**What is required:**
Show every line of the data below that includes the word "Logging".

----

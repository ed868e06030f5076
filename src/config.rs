//! Configuration for the bridge.
//!
//! Loaded once at startup from a TOML file, with environment variable
//! overrides for secrets and the bind address. Every section has serde
//! defaults so a minimal config only needs the Lark credentials and the
//! inference endpoint.

use anyhow::{Context, Result};
use serde::{Deserialize, Serialize};
use std::path::{Path, PathBuf};

/// Environment variable naming the config file path.
pub const CONFIG_PATH_ENV: &str = "LARK_BRIDGE_CONFIG";

/// Root configuration.
#[derive(Debug, Clone, Serialize, Deserialize, Default)]
pub struct Config {
    /// HTTP server (webhook ingress) settings
    #[serde(default)]
    pub server: ServerConfig,

    /// Feishu/Lark app settings
    #[serde(default)]
    pub lark: LarkConfig,

    /// Inference service settings
    #[serde(default)]
    pub inference: InferenceConfig,

    /// Bridge behavior (caches, working-notice delay)
    #[serde(default)]
    pub bridge: BridgeConfig,

    /// Logging settings
    #[serde(default)]
    pub observability: ObservabilityConfig,
}

/// Webhook server bind settings.
#[derive(Debug, Clone, Serialize, Deserialize)]
pub struct ServerConfig {
    #[serde(default = "default_host")]
    pub host: String,
    #[serde(default = "default_port")]
    pub port: u16,
}

impl Default for ServerConfig {
    fn default() -> Self {
        Self {
            host: default_host(),
            port: default_port(),
        }
    }
}

fn default_host() -> String {
    "127.0.0.1".into()
}

fn default_port() -> u16 {
    4470
}

/// Feishu/Lark app configuration.
#[derive(Debug, Clone, Serialize, Deserialize, Default)]
pub struct LarkConfig {
    pub app_id: String,
    pub app_secret: String,
    /// AES key for encrypted event callbacks (optional)
    #[serde(default)]
    pub encrypt_key: Option<String>,
    /// Verification token checked against event headers (optional)
    #[serde(default)]
    pub verification_token: Option<String>,
    /// Allowed sender open_ids. Use "*" to allow everyone.
    #[serde(default)]
    pub allowed_users: Vec<String>,
    /// Use the Lark (international) API host instead of Feishu (China)
    #[serde(default)]
    pub use_lark: bool,
}

/// Inference service configuration.
#[derive(Debug, Clone, Serialize, Deserialize)]
pub struct InferenceConfig {
    /// Full endpoint URL, e.g. "http://10.0.0.1:5001/v1/chat-messages"
    pub endpoint: String,
    pub api_key: String,
    #[serde(default = "default_inference_timeout_secs")]
    pub timeout_secs: u64,
}

impl Default for InferenceConfig {
    fn default() -> Self {
        Self {
            endpoint: String::new(),
            api_key: String::new(),
            timeout_secs: default_inference_timeout_secs(),
        }
    }
}

fn default_inference_timeout_secs() -> u64 {
    120
}

/// Bridge behavior configuration.
#[derive(Debug, Clone, Serialize, Deserialize)]
pub struct BridgeConfig {
    /// Dedup cache: max tracked message ids
    #[serde(default = "default_cache_capacity")]
    pub dedup_capacity: usize,
    /// Dedup cache: seconds before a message id may be reprocessed
    #[serde(default = "default_dedup_ttl_secs")]
    pub dedup_ttl_secs: u64,
    /// Conversation cache: max tracked users
    #[serde(default = "default_cache_capacity")]
    pub conversation_capacity: usize,
    /// Conversation cache: seconds before a user's session token expires
    #[serde(default = "default_conversation_ttl_secs")]
    pub conversation_ttl_secs: u64,
    /// Seconds to wait before sending the interim "working" notice
    #[serde(default = "default_notice_delay_secs")]
    pub notice_delay_secs: u64,
}

impl Default for BridgeConfig {
    fn default() -> Self {
        Self {
            dedup_capacity: default_cache_capacity(),
            dedup_ttl_secs: default_dedup_ttl_secs(),
            conversation_capacity: default_cache_capacity(),
            conversation_ttl_secs: default_conversation_ttl_secs(),
            notice_delay_secs: default_notice_delay_secs(),
        }
    }
}

fn default_cache_capacity() -> usize {
    10_000
}

fn default_dedup_ttl_secs() -> u64 {
    3600
}

fn default_conversation_ttl_secs() -> u64 {
    7 * 24 * 3600
}

fn default_notice_delay_secs() -> u64 {
    5
}

/// Logging configuration.
#[derive(Debug, Clone, Serialize, Deserialize)]
pub struct ObservabilityConfig {
    #[serde(default = "default_log_level")]
    pub log_level: String,
    /// "json" or "pretty"
    #[serde(default = "default_log_format")]
    pub log_format: String,
}

impl Default for ObservabilityConfig {
    fn default() -> Self {
        Self {
            log_level: default_log_level(),
            log_format: default_log_format(),
        }
    }
}

fn default_log_level() -> String {
    "info".into()
}

fn default_log_format() -> String {
    "pretty".into()
}

impl Config {
    /// Load configuration from the default path with env overrides applied.
    ///
    /// The path comes from `LARK_BRIDGE_CONFIG`, falling back to
    /// `./config.toml`. A missing file yields the defaults so that a
    /// fully env-configured deployment needs no file at all.
    pub fn load() -> Result<Self> {
        let path = std::env::var(CONFIG_PATH_ENV)
            .map(PathBuf::from)
            .unwrap_or_else(|_| PathBuf::from("config.toml"));

        let mut config = if path.exists() {
            Self::load_from(&path)?
        } else {
            tracing::info!("Config file not found, using defaults");
            Self::default()
        };

        config.apply_env_overrides();
        Ok(config)
    }

    /// Load configuration from a specific path.
    pub fn load_from(path: &Path) -> Result<Self> {
        let content = std::fs::read_to_string(path)
            .with_context(|| format!("Failed to read config from {}", path.display()))?;

        toml::from_str(&content)
            .with_context(|| format!("Failed to parse config from {}", path.display()))
    }

    /// Apply environment variable overrides to the configuration.
    pub fn apply_env_overrides(&mut self) {
        if let Ok(app_id) = std::env::var("LARK_APP_ID") {
            self.lark.app_id = app_id;
        }
        if let Ok(app_secret) = std::env::var("LARK_APP_SECRET") {
            self.lark.app_secret = app_secret;
        }
        if let Ok(key) = std::env::var("LARK_ENCRYPT_KEY") {
            self.lark.encrypt_key = Some(key);
        }
        if let Ok(endpoint) = std::env::var("INFERENCE_ENDPOINT") {
            self.inference.endpoint = endpoint;
        }
        if let Ok(api_key) = std::env::var("INFERENCE_API_KEY") {
            self.inference.api_key = api_key;
        }
        if let Ok(port) = std::env::var("LARK_BRIDGE_PORT") {
            if let Ok(p) = port.parse() {
                self.server.port = p;
            }
        }
        if let Ok(level) = std::env::var("LARK_BRIDGE_LOG_LEVEL") {
            self.observability.log_level = level;
        }
    }

    /// Validate that the required settings are present.
    pub fn validate(&self) -> Result<()> {
        if self.lark.app_id.is_empty() || self.lark.app_secret.is_empty() {
            anyhow::bail!("Missing Lark credentials (lark.app_id / lark.app_secret)");
        }
        if self.inference.endpoint.is_empty() {
            anyhow::bail!("Missing inference endpoint (inference.endpoint)");
        }
        if self.inference.api_key.is_empty() {
            anyhow::bail!("Missing inference API key (inference.api_key)");
        }
        Ok(())
    }
}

----

**Task solution:**
    /// Logging settings
/// Logging configuration.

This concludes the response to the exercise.